軽く引くと、抵抗なく、華奢な身体は腕の中に納まった。
アクラムは片腕で包むように泰明を抱き締め、滑らかな髪を梳くように撫でる。
時折、戯れるように指先に巻き付け、するりと解けていく感触を愉しみながら、アクラムは小さく笑う。
「お前は良く良く海が好きと見える。生まれ故郷であれば、それも無理はないか…」
ごちるように呟くアクラムを、泰明は心なしか不安げな眼差しで仰ぐ。
それを見て、アクラムは僅かに笑みを深くする。
「だからと言って、お前を海に還すつもりはないが」
「私も還るつもりはない」
思い掛けず、きっぱりとした言葉が返ってきて、アクラムは青い瞳を瞠った。
そんなアクラムを真っ直ぐ見詰めながら、泰明はアクラムの衣服の袖を掴んだ手に、僅かに力を篭める。
「私にとって、海は懐かしむ場所ではあっても、還る場所ではない。私が還る場所は…」
懸命に言い募る泰明の言葉を封じるように、アクラムは細い身体を抱き締めた。
「そう何度も言わずとも分かっている」
「ならば、何度も言わせるようなことを言うな」
心なしか憮然として聞こえる泰明の声に、アクラムはくっくっ、と喉を鳴らして笑った。
「そのようなつもりで言ったのではないぞ。ただ…故郷へ還す訳にはいかぬが、散歩くらいは許しても良いか、とな。
今日お前を迎えに海辺へ行ったときに、ふと思い付いた。

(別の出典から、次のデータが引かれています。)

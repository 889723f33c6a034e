use crate::constants::*;
use supershape_core::FrameOutput;
use web_sys as web;

/// One sustained oscillator per control whose gain follows the control's
/// transition weight.
pub struct ControlVoices {
    pub master_gain: web::GainNode,
    pub voice_gains: Vec<web::GainNode>,
    _oscillators: Vec<web::OscillatorNode>,
}

fn create_gain(
    audio_ctx: &web::AudioContext,
    value: f32,
    label: &str,
) -> Result<web::GainNode, ()> {
    match web::GainNode::new(audio_ctx) {
        Ok(g) => {
            g.gain().set_value(value);
            Ok(g)
        }
        Err(e) => {
            log::error!("{} GainNode error: {:?}", label, e);
            Err(())
        }
    }
}

pub fn build_control_voices(
    audio_ctx: &web::AudioContext,
    control_count: usize,
) -> Result<ControlVoices, ()> {
    let master_gain = create_gain(audio_ctx, MASTER_GAIN, "Master")?;
    _ = master_gain.connect_with_audio_node(&audio_ctx.destination());

    let mut voice_gains = Vec::with_capacity(control_count);
    let mut oscillators = Vec::with_capacity(control_count);
    for i in 0..control_count {
        let osc = web::OscillatorNode::new(audio_ctx).map_err(|e| {
            log::error!("OscillatorNode error: {:?}", e);
        })?;
        osc.set_type(web::OscillatorType::Sine);
        osc.frequency()
            .set_value(CONTROL_TONES_HZ[i % CONTROL_TONES_HZ.len()]);
        let gain = create_gain(audio_ctx, 0.0, "Voice")?;
        _ = osc.connect_with_audio_node(&gain);
        _ = gain.connect_with_audio_node(&master_gain);
        _ = osc.start();
        voice_gains.push(gain);
        oscillators.push(osc);
    }
    log::info!("[audio] {} control voices ready", voice_gains.len());
    Ok(ControlVoices {
        master_gain,
        voice_gains,
        _oscillators: oscillators,
    })
}

impl ControlVoices {
    /// Follow this frame's transition weights. When housekeeping flags
    /// `release_voices`, near-silent voices are cut to zero.
    pub fn apply(&self, frame: &FrameOutput) {
        for &(id, weight) in &frame.weights {
            let Some(gain) = self.voice_gains.get(id.0) else {
                continue;
            };
            if frame.release_voices && weight < VOICE_RELEASE_FLOOR {
                gain.gain().set_value(0.0);
            } else {
                gain.gain().set_value(weight as f32 * VOICE_LEVEL);
            }
        }
    }
}
use std::cell::Cell;
use std::rc::Rc;

/// Run flag shared by the frame loop and the page teardown handler.
///
/// Clones share one flag. Once stopped, the loop stops rescheduling itself
/// and the guard never restarts.
#[derive(Clone, Debug)]
pub struct LoopGuard {
    running: Rc<Cell<bool>>,
}

impl Default for LoopGuard {
    fn default() -> Self {
        Self::new()
    }
}

impl LoopGuard {
    pub fn new() -> Self {
        Self {
            running: Rc::new(Cell::new(true)),
        }
    }

    pub fn is_running(&self) -> bool {
        self.running.get()
    }

    /// Returns true only for the call that actually stopped the loop.
    pub fn stop(&self) -> bool {
        self.running.replace(false)
    }
}
use supershape_core::{ControlId, InputEvent};

#[derive(Clone, Copy, Debug, PartialEq, Eq)]
pub enum KeyEdge {
    Down,
    Up,
}

/// Map a DOM `KeyboardEvent.key` to an engine event.
///
/// `ArrowUp` adds a shape on key-down. Single-character keys go through
/// `lookup` (the engine's key table) and become press/release edges. Key
/// auto-repeat needs no filtering since presses are edge-triggered.
pub fn key_event(
    key: &str,
    edge: KeyEdge,
    lookup: impl Fn(char) -> Option<ControlId>,
) -> Option<InputEvent> {
    if key == "ArrowUp" {
        return (edge == KeyEdge::Down).then_some(InputEvent::AddShape);
    }
    let mut chars = key.chars();
    let c = chars.next()?;
    if chars.next().is_some() {
        return None;
    }
    let id = lookup(c.to_ascii_lowercase())?;
    Some(match edge {
        KeyEdge::Down => InputEvent::Press(id),
        KeyEdge::Up => InputEvent::Release(id),
    })
}

/// Wheel down zooms out, wheel up zooms in, horizontal-only scroll does nothing.
#[inline]
pub fn wheel_zoom_delta(delta_y: f64, step: f64) -> f64 {
    if delta_y > 0.0 {
        -step
    } else if delta_y < 0.0 {
        step
    } else {
        0.0
    }
}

そのとき、気が向いたら話すと言っただろう。
お前を故郷へ還さぬせめてもの罪滅ぼしという訳だ」
どうだ?と、揶揄するような口調で、腕の中の泰明に問うた。
泰明はアクラムを見上げながら、瞬きを繰り返す。
やや遅れて、アクラムの言うことを理解した泰明の澄んだ瞳が大きく瞠られ、頬が薄紅に染まる。
次の瞬間、弾けるようにその顔に笑みが咲いた。
「これからも海辺に行っても良いのか?!」
「毎日ではないぞ。そうだな…週に一…二回くらいか」
宝石の如く期待に輝く瞳で見詰められ、アクラムは当初考えていたよりも多く海辺に行くことを許してしまう。
我ながら、甘い。
苦笑しようとしたそのとき、腕を伸ばした泰明に抱き付かれた。
「嬉しい!有難う、アクラム!!」
首筋にしがみ付くように細い腕を回され、頬に口付けられる。
「……」
瞳を煌かせながら無邪気にはしゃいでいる泰明を見ていると、幾ら甘かろうが構わないかという気になる。
もともと滅多に我儘を口にしない泰明なのだ、多少甘やかしても、度が過ぎることはないだろう。
「だが、出掛けるときは、私の選んだ供を必ず同行させよ。良いな?」
泰明は笑顔のまま首を縦に振る。
アクラムの唇に皮肉ではない笑みが浮かんだ。
「今からそうはしゃいでは眠れなくなるぞ」
「そうか、そうだな。すまない、だが、嬉しくて……」
「分かっている。さて、そろそろ寝むぞ」
「っ!」
不意に身体を掬い上げられ、泰明は目を瞠るが、すぐに心得たように微笑んで、アクラムの首に腕を回し、素直に身を寄せる。
泰明を軽々と抱き上げたアクラムは、聞こえるか聞こえないかの声音で呟く。
「本当ならば、箱に閉じ込めておきたいのだがな……」
「?何か言ったか?」
呟きを敏感に拾った泰明が、大きな瞳を瞬かせて問う。
閉じ込めておきたいのだ、常に傍に置いておきたいのだ、と。
そう求めれば、恐らく泰明は素直に応じてくれるだろう。
だが、この生きた宝石は、閉じ込めたままにしておけば、その輝きを失くす。
それは、途方もなく罪深いことに思えた。
だから、泰明に、些かの自由を与えることは、仕方のないことなのだ。
「いや。他愛ない戯言だ。捨て置け」
アクラムは気遣う泰明にそう応え、バルコニーから室内へと戻った。
白いレースのカーテンが夜闇に鮮やかに翻る。
誰もいなくなったバルコニーでは、波の音が繰り返し寄せ続けていた。